◆ Goal of the exercise ◆
Print this span of the material below exactly: the line with "(status, Json(body)).into_response()", the line with "pub use crate::config::CliConfig;", and every line between them, but nothing else.
*** Opening Data listing ***
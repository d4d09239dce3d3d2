use crate::core::engine::ElectionEngine;
use crate::core::runner::ProcessRunner;
use crate::domain::model::{BallotPayload, ElectionResult};
use crate::utils::error::{BridgeError, Result};
use axum::body::Bytes;
use axum::extract::{DefaultBodyLimit, FromRequest, Multipart, Request, State};
use axum::http::{header, StatusCode};
use axum::response::{Html, IntoResponse, Response};
use axum::routing::{get, post};
use axum::{Json, Router};
use serde::Serialize;
use std::sync::Arc;
use tower_http::trace::TraceLayer;

const LANDING_PAGE: &str = include_str!("../../static/index.html");
const UPLOAD_LIMIT: usize = 10 * 1024 * 1024;

#[derive(Clone)]
pub struct AppState {
    pub engine: Arc<ElectionEngine<ProcessRunner>>,
}

pub fn router(state: AppState) -> Router {
    Router::new()
        .route("/api/tideman", post(run_tideman))
        .route("/healthz", get(healthz))
        .route("/", get(home))
        .with_state(state)
        .layer(DefaultBodyLimit::max(UPLOAD_LIMIT))
        .layer(TraceLayer::new_for_http())
}

#[derive(Serialize)]
struct WinnerResponse {
    winner: String,
    stdout: String,
    stderr: String,
}

#[derive(Serialize)]
struct ErrorResponse {
    error: String,
    #[serde(skip_serializing_if = "Option::is_none")]
    stdout: Option<String>,
    #[serde(skip_serializing_if = "Option::is_none")]
    stderr: Option<String>,
    #[serde(skip_serializing_if = "Option::is_none")]
    rc: Option<i32>,
    #[serde(skip_serializing_if = "Option::is_none")]
    detail: Option<String>,
}

impl ErrorResponse {
    fn bare(error: impl Into<String>) -> Self {
        Self {
            error: error.into(),
            stdout: None,
            stderr: None,
            rc: None,
            detail: None,
        }
    }
}

async fn run_tideman(State(state): State<AppState>, req: Request) -> Response {
    let payload = match extract_payload(req).await {
        Ok(payload) => payload,
        Err(err) => return err.into_response(),
    };

    match state.engine.run(payload).await {
        Ok(result) => compose(result),
        Err(err) => err.into_response(),
    }
}

/// Normalizes the two accepted request shapes into one ballot payload:
/// a multipart `file` field, or a JSON body with a `csv` field. A multipart
/// request without a `file` field degrades to the empty-payload rejection,
/// matching the JSON fall-through.
async fn extract_payload(req: Request) -> Result<BallotPayload> {
    if is_multipart(&req) {
        let mut multipart =
            Multipart::from_request(req, &()).await.map_err(|err| BridgeError::MultipartError {
                message: err.to_string(),
            })?;

        while let Some(field) = multipart
            .next_field()
            .await
            .map_err(|err| BridgeError::MultipartError { message: err.to_string() })?
        {
            if field.name() == Some("file") {
                let data = field
                    .bytes()
                    .await
                    .map_err(|err| BridgeError::MultipartError { message: err.to_string() })?;
                return BallotPayload::from_upload(&data);
            }
        }
        Err(BridgeError::EmptyPayloadError)
    } else {
        let body = Bytes::from_request(req, &())
            .await
            .map_err(|_| BridgeError::EmptyPayloadError)?;
        BallotPayload::from_json_body(&body)
    }
}

fn is_multipart(req: &Request) -> bool {
    req.headers()
        .get(header::CONTENT_TYPE)
        .and_then(|value| value.to_str().ok())
        .map(|value| value.starts_with("multipart/form-data"))
        .unwrap_or(false)
}

/// Maps the resolver outcome onto the wire contract. Success needs both a zero
/// exit code and an extracted winner; the two failure causes share one response
/// shape but are logged apart.
fn compose(result: ElectionResult) -> Response {
    if result.is_success() {
        let ElectionResult { winner, outcome } = result;
        return (
            StatusCode::OK,
            Json(WinnerResponse {
                winner: winner.unwrap_or_default(),
                stdout: outcome.stdout,
                stderr: outcome.stderr,
            }),
        )
            .into_response();
    }

    if result.outcome.exit_code != 0 {
        tracing::warn!(exit_code = result.outcome.exit_code, "resolver exited non-zero");
    } else {
        tracing::warn!("no winner line in resolver output");
    }

    BridgeError::ResolverFailedError {
        stdout: result.outcome.stdout,
        stderr: result.outcome.stderr,
        exit_code: result.outcome.exit_code,
    }
    .into_response()
}

impl IntoResponse for BridgeError {
    fn into_response(self) -> Response {
        let (status, body) = match self {
            BridgeError::EmptyPayloadError => (
                StatusCode::BAD_REQUEST,
                ErrorResponse::bare("CSV payload is empty"),
            ),
            BridgeError::MultipartError { message } => {
                tracing::warn!("rejecting upload: {}", message);
                (StatusCode::BAD_REQUEST, ErrorResponse::bare(message))
            }
            BridgeError::ResolverFailedError {
                stdout,
                stderr,
                exit_code,
            } => (
                StatusCode::INTERNAL_SERVER_ERROR,
                ErrorResponse {
                    error: "tideman failed".to_string(),
                    stdout: Some(stdout),
                    stderr: Some(stderr),
                    rc: Some(exit_code),
                    detail: None,
                },
            ),
            err @ (BridgeError::LaunchError { .. } | BridgeError::TimeoutError { .. }) => {
                tracing::error!("resolver invocation failed: {}", err);
                (
                    StatusCode::INTERNAL_SERVER_ERROR,
                    ErrorResponse {
                        detail: Some(err.to_string()),
                        ..ErrorResponse::bare("tideman failed")
                    },
                )
            }
            err => {
                tracing::error!("request failed: {}", err);
                (
                    StatusCode::INTERNAL_SERVER_ERROR,
                    ErrorResponse::bare("internal error"),
                )
            }
        };

        (status, Json(body)).into_response()
    }
}

async fn healthz() -> Json<serde_json::Value> {
    Json(serde_json::json!({ "ok": true }))
}

async fn home() -> Html<&'static str> {
    Html(LANDING_PAGE)
}

#[cfg(test)]
mod tests {
    use super::*;
    use crate::domain::model::ResolverOutcome;

    fn result(winner: Option<&str>, exit_code: i32) -> ElectionResult {
        ElectionResult {
            winner: winner.map(str::to_string),
            outcome: ResolverOutcome {
                stdout: "out".to_string(),
                stderr: "err".to_string(),
                exit_code,
            },
        }
    }

    #[test]
    fn test_compose_success_needs_winner_and_zero_exit() {
        assert_eq!(compose(result(Some("Alice"), 0)).status(), StatusCode::OK);
        assert_eq!(
            compose(result(Some("Bob"), 1)).status(),
            StatusCode::INTERNAL_SERVER_ERROR
        );
        assert_eq!(
            compose(result(None, 0)).status(),
            StatusCode::INTERNAL_SERVER_ERROR
        );
    }

    #[test]
    fn test_empty_payload_maps_to_400() {
        let response = BridgeError::EmptyPayloadError.into_response();
        assert_eq!(response.status(), StatusCode::BAD_REQUEST);
    }

    #[test]
    fn test_timeout_maps_to_500() {
        let response = BridgeError::TimeoutError { timeout_secs: 10 }.into_response();
        assert_eq!(response.status(), StatusCode::INTERNAL_SERVER_ERROR);
    }
}
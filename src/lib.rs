pub mod config;
pub mod core;
pub mod domain;
pub mod server;
pub mod utils;

pub use crate::config::CliConfig;
pub use crate::core::{engine::ElectionEngine, runner::ProcessRunner};
pub use crate::server::{router, AppState};
pub use crate::utils::error::{BridgeError, Result};
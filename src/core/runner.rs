use crate::domain::model::ResolverOutcome;
use crate::domain::ports::Resolver;
use crate::utils::error::{BridgeError, Result};
use async_trait::async_trait;
use std::path::{Path, PathBuf};
use std::process::Stdio;
use std::time::Duration;
use tokio::process::Command;

/// Invokes the external resolver binary under a hard wall-clock limit.
///
/// The binary path is resolved once at startup and carried here as an
/// immutable value; request handling never touches the environment.
#[derive(Debug, Clone)]
pub struct ProcessRunner {
    binary: PathBuf,
    timeout: Duration,
}

impl ProcessRunner {
    pub fn new(binary: PathBuf, timeout: Duration) -> Self {
        Self { binary, timeout }
    }
}

#[async_trait]
impl Resolver for ProcessRunner {
    async fn resolve(&self, ballot_path: &Path) -> Result<ResolverOutcome> {
        let mut cmd = Command::new(&self.binary);
        cmd.arg(format!("--file={}", ballot_path.display()))
            .stdin(Stdio::null())
            .stdout(Stdio::piped())
            .stderr(Stdio::piped())
            .kill_on_drop(true);

        let child = cmd.spawn().map_err(|source| BridgeError::LaunchError {
            binary: self.binary.display().to_string(),
            source,
        })?;

        tracing::debug!("resolver spawned for {}", ballot_path.display());

        // Dropping the wait future on timeout kills the child (kill_on_drop),
        // so a hung resolver cannot outlive its request.
        let output = match tokio::time::timeout(self.timeout, child.wait_with_output()).await {
            Ok(output) => output?,
            Err(_) => {
                return Err(BridgeError::TimeoutError {
                    timeout_secs: self.timeout.as_secs(),
                });
            }
        };

        Ok(ResolverOutcome {
            stdout: String::from_utf8_lossy(&output.stdout).trim().to_string(),
            stderr: String::from_utf8_lossy(&output.stderr).trim().to_string(),
            exit_code: output.status.code().unwrap_or(-1),
        })
    }
}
*** Closing Data listing ***
◆ Output for this task ◆
        (status, Json(body)).into_response()
    }
}

async fn healthz() -> Json<serde_json::Value> {
    Json(serde_json::json!({ "ok": true }))
}

async fn home() -> Html<&'static str> {
    Html(LANDING_PAGE)
}

#[cfg(test)]
mod tests {
    use super::*;
    use crate::domain::model::ResolverOutcome;

    fn result(winner: Option<&str>, exit_code: i32) -> ElectionResult {
        ElectionResult {
            winner: winner.map(str::to_string),
            outcome: ResolverOutcome {
                stdout: "out".to_string(),
                stderr: "err".to_string(),
                exit_code,
            },
        }
    }

    #[test]
    fn test_compose_success_needs_winner_and_zero_exit() {
        assert_eq!(compose(result(Some("Alice"), 0)).status(), StatusCode::OK);
        assert_eq!(
            compose(result(Some("Bob"), 1)).status(),
            StatusCode::INTERNAL_SERVER_ERROR
        );
        assert_eq!(
            compose(result(None, 0)).status(),
            StatusCode::INTERNAL_SERVER_ERROR
        );
    }

    #[test]
    fn test_empty_payload_maps_to_400() {
        let response = BridgeError::EmptyPayloadError.into_response();
        assert_eq!(response.status(), StatusCode::BAD_REQUEST);
    }

    #[test]
    fn test_timeout_maps_to_500() {
        let response = BridgeError::TimeoutError { timeout_secs: 10 }.into_response();
        assert_eq!(response.status(), StatusCode::INTERNAL_SERVER_ERROR);
    }
}
filename src/lib.rs
pub mod config;
pub mod core;
pub mod domain;
pub mod server;
pub mod utils;

pub use crate::config::CliConfig;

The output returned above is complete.